Paid Targeted Ads: Reach niche audiences with specific messaging using Facebook, YouTube, or TikTok ad campaigns.
Responsive Community Management: Monitor comments and messages daily. Prompt, friendly responses go a long way in reinforcing your school’s reputation.
Above all, be authentic. Today’s students crave realness. A spontaneous student dorm tour recorded on a phone often outperforms a high-production video. Showcasing your campus culture in a way that’s natural and not overly scripted can drive stronger connections and higher conversions.

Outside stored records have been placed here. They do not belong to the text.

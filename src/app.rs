use crate::handlers;
use crate::state::AppState;
use axum::{routing::{get, post}, Router};

pub fn router(state: AppState) -> Router {
    Router::new()
        .route("/", get(handlers::index))
        .route("/register", post(handlers::register_form))
        .route("/in-town", post(handlers::in_town_form))
        .route("/logout", post(handlers::logout_form))
        .route("/leave", post(handlers::leave_form))
        .route("/visits", post(handlers::plan_visit_form))
        .route("/suggestions", post(handlers::suggestion_form))
        .route("/api/session", get(handlers::get_session))
        .route("/api/register", post(handlers::register))
        .route("/api/logout", post(handlers::logout))
        .route("/api/leave", post(handlers::leave))
        .route("/api/users", get(handlers::list_users))
        .route("/api/users/grouped", get(handlers::grouped_users))
        .route("/api/visits", get(handlers::list_visits).post(handlers::plan_visit))
        .route("/api/visits/active", get(handlers::list_active_visits))
        .route("/api/visits/in-town", post(handlers::mark_in_town))
        .route("/api/visits/:id/status", post(handlers::update_visit_status))
        .route("/api/visits/:id/suggestions", get(handlers::visit_suggestions))
        .route("/api/suggestions", post(handlers::add_suggestion))
        .with_state(state)
}
use crate::errors::AppError;
use crate::models::{ActivitySuggestion, User, Visit};
use chrono::{DateTime, NaiveDate, NaiveDateTime, Utc};
use serde::{Serialize, de::DeserializeOwned};
use serde_json::Value;
use std::{env, path::Path, path::PathBuf};
use tokio::fs;
use tracing::{debug, error, warn};

pub const CURRENT_USER_KEY: &str = "currentUser";

/// A record type persisted as one JSON array blob under a fixed key.
pub trait Record: Serialize + DeserializeOwned {
    const KEY: &'static str;
    /// Fields holding dates as text, rehydrated on load.
    const DATE_FIELDS: &'static [&'static str];
}

impl Record for User {
    const KEY: &'static str = "users";
    const DATE_FIELDS: &'static [&'static str] = &["joinedAt"];
}

impl Record for Visit {
    const KEY: &'static str = "visits";
    const DATE_FIELDS: &'static [&'static str] = &["startDate", "endDate"];
}

impl Record for ActivitySuggestion {
    const KEY: &'static str = "suggestions";
    const DATE_FIELDS: &'static [&'static str] = &["createdAt", "suggestedDate"];
}

/// Data directory from `APP_DATA_DIR`, falling back to `data/`.
pub fn resolve_data_dir() -> PathBuf {
    env::var_os("APP_DATA_DIR")
        .filter(|path| !path.is_empty())
        .map(PathBuf::from)
        .unwrap_or_else(|| PathBuf::from("data"))
}

/// Key-value blob store: each key is a JSON file inside `dir`.
#[derive(Debug, Clone)]
pub struct Storage {
    dir: PathBuf,
}

impl Storage {
    pub fn new(dir: impl Into<PathBuf>) -> Self {
        Self { dir: dir.into() }
    }

    pub fn dir(&self) -> &Path {
        &self.dir
    }

    fn blob_path(&self, key: &str) -> PathBuf {
        self.dir.join(format!("{key}.json"))
    }

    async fn read_blob(&self, key: &str) -> Option<Value> {
        let path = self.blob_path(key);
        match fs::read(&path).await {
            Ok(bytes) => match serde_json::from_slice(&bytes) {
                Ok(value) => Some(value),
                Err(err) => {
                    warn!("ignoring malformed blob {}: {err}", path.display());
                    None
                }
            },
            Err(err) if err.kind() == std::io::ErrorKind::NotFound => None,
            Err(err) => {
                error!("failed to read blob {}: {err}", path.display());
                None
            }
        }
    }

    /// Raw records stored under `key`. Anything unreadable yields an empty list.
    pub async fn load(&self, key: &str) -> Vec<Value> {
        match self.read_blob(key).await {
            Some(Value::Array(records)) => records,
            Some(Value::Null) | None => Vec::new(),
            Some(_) => {
                warn!("blob {key} is not an array, treating as empty");
                Vec::new()
            }
        }
    }

    pub async fn load_records<R: Record>(&self) -> Vec<R> {
        let raw = self.load(R::KEY).await;
        let total = raw.len();
        let records: Vec<R> = raw
            .into_iter()
            .filter_map(|value| decode(R::KEY, value, R::DATE_FIELDS))
            .collect();
        debug!("loaded {} of {total} records from {}", records.len(), R::KEY);
        records
    }

    /// Overwrites the whole blob under `key`.
    pub async fn save<R: Serialize>(&self, key: &str, records: &[R]) -> Result<(), AppError> {
        let payload = serde_json::to_vec_pretty(records)?;
        fs::write(self.blob_path(key), payload).await?;
        Ok(())
    }

    pub async fn save_records<R: Record>(&self, records: &[R]) -> Result<(), AppError> {
        self.save(R::KEY, records).await
    }

    pub async fn load_current_user(&self) -> Option<User> {
        match self.read_blob(CURRENT_USER_KEY).await {
            Some(Value::Null) | None => None,
            Some(value) => decode(CURRENT_USER_KEY, value, User::DATE_FIELDS),
        }
    }

    /// Writes the current-user blob, or removes it when `user` is `None`.
    pub async fn save_current_user(&self, user: Option<&User>) -> Result<(), AppError> {
        let path = self.blob_path(CURRENT_USER_KEY);
        match user {
            Some(user) => {
                let payload = serde_json::to_vec_pretty(user)?;
                fs::write(path, payload).await?;
            }
            None => match fs::remove_file(path).await {
                Ok(()) => {}
                Err(err) if err.kind() == std::io::ErrorKind::NotFound => {}
                Err(err) => return Err(err.into()),
            },
        }
        Ok(())
    }
}

fn decode<R: DeserializeOwned>(key: &str, mut value: Value, date_fields: &[&str]) -> Option<R> {
    normalize_dates(&mut value, date_fields);
    match serde_json::from_value(value) {
        Ok(record) => Some(record),
        Err(err) => {
            warn!("skipping malformed record in {key}: {err}");
            None
        }
    }
}

/// Rewrites each named date field to canonical RFC 3339 text.
///
/// Absent fields are left alone; `null` and unparseable values are removed
/// so optional dates come back as absent rather than invalid.
pub fn normalize_dates(record: &mut Value, fields: &[&str]) {
    let Some(object) = record.as_object_mut() else {
        return;
    };

    for field in fields {
        let parsed = match object.get(*field) {
            None => continue,
            Some(Value::Null) => None,
            Some(Value::String(text)) => parse_date_text(text),
            Some(Value::Number(millis)) => millis
                .as_i64()
                .and_then(DateTime::<Utc>::from_timestamp_millis),
            Some(other) => {
                warn!("date field {field} has unexpected shape: {other}");
                None
            }
        };

        match parsed {
            Some(date) => {
                object.insert((*field).to_string(), Value::String(date.to_rfc3339()));
            }
            None => {
                if let Some(Value::String(text)) = object.get(*field) {
                    warn!("dropping unparseable date in {field}: {text:?}");
                }
                object.remove(*field);
            }
        }
    }
}

pub fn parse_date_text(text: &str) -> Option<DateTime<Utc>> {
    let text = text.trim();
    if let Ok(date) = DateTime::parse_from_rfc3339(text) {
        return Some(date.with_timezone(&Utc));
    }

    for format in ["%Y-%m-%dT%H:%M:%S%.f", "%Y-%m-%dT%H:%M"] {
        if let Ok(naive) = NaiveDateTime::parse_from_str(text, format) {
            return Some(naive.and_utc());
        }
    }

    NaiveDate::parse_from_str(text, "%Y-%m-%d")
        .ok()
        .and_then(|date| date.and_hms_opt(0, 0, 0))
        .map(|naive| naive.and_utc())
}
use crate::errors::AppError;
use crate::models::{
    ActivitySuggestion, AddedSuggestion, InTownOutcome, NewVisit, PlanVisitRequest,
    ProfileRequest, SuggestionRequest, SuggestionView, User, Visit, VisitStatus, VisitView,
};
use crate::queries::{current_visit_for_user, display_name};
use crate::storage::Storage;
use chrono::{NaiveDate, Utc};
use tracing::{debug, error, info, warn};
use uuid::Uuid;

pub const IN_TOWN_NOTE: &str = "Currently in town!";

/// In-memory directory state mirrored to `Storage` after every mutation.
#[derive(Debug)]
pub struct Store {
    storage: Storage,
    users: Vec<User>,
    visits: Vec<Visit>,
    suggestions: Vec<ActivitySuggestion>,
    current_user: Option<User>,
}

impl Store {
    pub async fn open(storage: Storage) -> Self {
        let users = storage.load_records::<User>().await;
        let visits = storage.load_records::<Visit>().await;
        let suggestions = storage.load_records::<ActivitySuggestion>().await;
        let current_user = storage.load_current_user().await;
        info!(
            users = users.len(),
            visits = visits.len(),
            suggestions = suggestions.len(),
            signed_in = current_user.is_some(),
            "loaded directory state from {}",
            storage.dir().display()
        );

        Self {
            storage,
            users,
            visits,
            suggestions,
            current_user,
        }
    }

    pub fn users(&self) -> &[User] {
        &self.users
    }

    pub fn visits(&self) -> &[Visit] {
        &self.visits
    }

    pub fn suggestions(&self) -> &[ActivitySuggestion] {
        &self.suggestions
    }

    pub fn current_user(&self) -> Option<&User> {
        self.current_user.as_ref()
    }

    /// Creates the current user, or updates it in place when one is signed in.
    ///
    /// Memory is only updated once both blobs are written; a failed session
    /// write puts the previous `users` blob back.
    pub async fn register(&mut self, profile: ProfileRequest) -> Result<User, AppError> {
        let name = profile.name.trim();
        if name.is_empty() {
            return Err(AppError::bad_request("name is required"));
        }

        let (id, joined_at) = match &self.current_user {
            Some(existing) => (existing.id.clone(), existing.joined_at),
            None => (new_id(), Some(Utc::now())),
        };
        let user = User {
            id,
            name: name.to_string(),
            organizations: normalize_organizations(profile.organizations),
            bio: non_blank(profile.bio),
            city: non_blank(profile.city),
            occupation: non_blank(profile.occupation),
            joined_at,
        };

        let mut users = self.users.clone();
        let updated = match users.iter_mut().find(|entry| entry.id == user.id) {
            Some(entry) => {
                *entry = user.clone();
                true
            }
            None => {
                users.push(user.clone());
                false
            }
        };

        self.storage.save_records(&users).await?;
        if let Err(err) = self.storage.save_current_user(Some(&user)).await {
            self.restore_users().await;
            return Err(err);
        }

        self.users = users;
        self.current_user = Some(user.clone());
        if updated {
            info!(user_id = %user.id, "updated profile");
        } else {
            info!(user_id = %user.id, "registered user");
        }
        Ok(user)
    }

    /// Signs the current user out; the directory keeps their entry.
    pub async fn clear_session(&mut self) -> Result<Option<User>, AppError> {
        if self.current_user.is_none() {
            return Ok(None);
        }

        self.storage.save_current_user(None).await?;
        let user = self.current_user.take();
        if let Some(user) = &user {
            info!(user_id = %user.id, "cleared session");
        }
        Ok(user)
    }

    /// Signs the current user out and removes them from the directory.
    pub async fn leave_directory(&mut self) -> Result<Option<User>, AppError> {
        let Some(user_id) = self.current_user.as_ref().map(|user| user.id.clone()) else {
            return Ok(None);
        };

        let users: Vec<User> = self
            .users
            .iter()
            .filter(|entry| entry.id != user_id)
            .cloned()
            .collect();
        self.storage.save_records(&users).await?;
        if let Err(err) = self.storage.save_current_user(None).await {
            self.restore_users().await;
            return Err(err);
        }

        self.users = users;
        info!(user_id = %user_id, "left directory");
        Ok(self.current_user.take())
    }

    async fn restore_users(&self) {
        if let Err(err) = self.storage.save_records(&self.users).await {
            error!("failed to restore users blob: {}", err.message);
        }
    }

    pub async fn add_visit(&mut self, data: NewVisit) -> Result<Visit, AppError> {
        let visit = Visit {
            id: new_id(),
            user_id: data.user_id,
            start_date: data.start_date,
            end_date: data.end_date,
            status: data.status,
            notes: data.notes,
        };

        let mut visits = self.visits.clone();
        visits.push(visit.clone());
        self.storage.save_records(&visits).await?;
        self.visits = visits;
        info!(visit_id = %visit.id, user_id = %visit.user_id, status = visit.status.as_str(), "added visit");
        Ok(visit)
    }

    /// Returns `None` without touching storage when `visit_id` is unknown.
    pub async fn update_visit_status(
        &mut self,
        visit_id: &str,
        status: VisitStatus,
    ) -> Result<Option<Visit>, AppError> {
        let Some(index) = self.visits.iter().position(|visit| visit.id == visit_id) else {
            debug!(visit_id, "status update for unknown visit");
            return Ok(None);
        };

        let mut visits = self.visits.clone();
        let Some(visit) = visits.get_mut(index) else {
            return Ok(None);
        };
        visit.status = status;
        let updated = visit.clone();

        self.storage.save_records(&visits).await?;
        self.visits = visits;
        info!(visit_id, status = status.as_str(), "updated visit status");
        Ok(Some(updated))
    }

    /// Toggles presence: demotes an existing current visit, or opens a new one.
    pub async fn mark_in_town(&mut self, user_id: &str) -> Result<InTownOutcome, AppError> {
        if let Some(current) = current_visit_for_user(&self.visits, user_id) {
            let visit_id = current.id.clone();
            return match self.update_visit_status(&visit_id, VisitStatus::Planned).await? {
                Some(visit) => Ok(InTownOutcome::Left(visit)),
                None => Err(AppError::not_found(format!("visit {visit_id} vanished"))),
            };
        }

        let visit = self
            .add_visit(NewVisit {
                user_id: user_id.to_string(),
                start_date: Utc::now(),
                end_date: None,
                status: VisitStatus::Current,
                notes: Some(IN_TOWN_NOTE.to_string()),
            })
            .await?;
        Ok(InTownOutcome::Arrived(visit))
    }

    pub async fn plan_visit(
        &mut self,
        user_id: &str,
        plan: PlanVisitRequest,
    ) -> Result<Visit, AppError> {
        let Some(start) = plan.start_date else {
            return Err(AppError::bad_request("start date is required"));
        };
        if plan.end_date.is_some_and(|end| end < start) {
            return Err(AppError::bad_request("end date is before start date"));
        }

        self.add_visit(NewVisit {
            user_id: user_id.to_string(),
            start_date: start_of_day(start),
            end_date: plan.end_date.map(start_of_day),
            status: VisitStatus::Planned,
            notes: non_blank(plan.notes),
        })
        .await
    }

    /// Appends a suggestion. A dangling `visit_id` is accepted and reported back.
    pub async fn add_suggestion(
        &mut self,
        user_id: &str,
        request: SuggestionRequest,
    ) -> Result<AddedSuggestion, AppError> {
        let title = request.title.trim();
        let description = request.description.trim();
        if title.is_empty() || description.is_empty() {
            return Err(AppError::bad_request("title and description are required"));
        }

        let suggestion = ActivitySuggestion {
            id: new_id(),
            user_id: user_id.to_string(),
            visit_id: request.visit_id,
            title: title.to_string(),
            description: description.to_string(),
            suggested_date: request.suggested_date.map(start_of_day),
            created_at: Utc::now(),
        };

        let visit_found = self.visits.iter().any(|visit| visit.id == suggestion.visit_id);
        if !visit_found {
            warn!(visit_id = %suggestion.visit_id, "suggestion targets an unknown visit");
        }

        let mut suggestions = self.suggestions.clone();
        suggestions.push(suggestion.clone());
        self.storage.save_records(&suggestions).await?;
        self.suggestions = suggestions;
        info!(suggestion_id = %suggestion.id, visit_id = %suggestion.visit_id, "added suggestion");
        Ok(AddedSuggestion {
            suggestion,
            visit_found,
        })
    }

    pub fn visit_view(&self, visit: &Visit) -> VisitView {
        VisitView {
            visit: visit.clone(),
            user_name: display_name(&self.users, &visit.user_id).map(str::to_string),
        }
    }

    pub fn suggestion_view(&self, suggestion: &ActivitySuggestion) -> SuggestionView {
        SuggestionView {
            suggestion: suggestion.clone(),
            user_name: display_name(&self.users, &suggestion.user_id).map(str::to_string),
        }
    }
}

fn new_id() -> String {
    Uuid::new_v4().to_string()
}

fn start_of_day(date: NaiveDate) -> chrono::DateTime<Utc> {
    date.and_time(chrono::NaiveTime::MIN).and_utc()
}

fn non_blank(value: Option<String>) -> Option<String> {
    value
        .map(|text| text.trim().to_string())
        .filter(|text| !text.is_empty())
}

/// Trims entries, drops blanks and exact duplicates, keeps first-seen order.
pub fn normalize_organizations(organizations: Vec<String>) -> Vec<String> {
    let mut normalized: Vec<String> = Vec::with_capacity(organizations.len());
    for org in organizations {
        let org = org.trim();
        if !org.is_empty() && !normalized.iter().any(|existing| existing == org) {
            normalized.push(org.to_string());
        }
    }
    normalized
}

Example:Randolph-Macon Academy (R-MA). This college-prep boarding school brings campus life directly to student prospects through interactive social media campaigns. On Instagram, R-MA runs “Takeover Tuesday” events where a student cadet literally “takes over” the school’s Story for the day, posting candid glimpses of classes, dorm life, and activities. This unfiltered, student-eye view generates high engagement from peers. R-MA also leverages LinkedIn to celebrate outcomes with a recent post that 100% of its senior class earned college acceptances and over $15 million in scholarships. By showcasing real student experiences and achievements on the platforms teens (and their parents) already use, R-MA humanizes its brand and builds trust.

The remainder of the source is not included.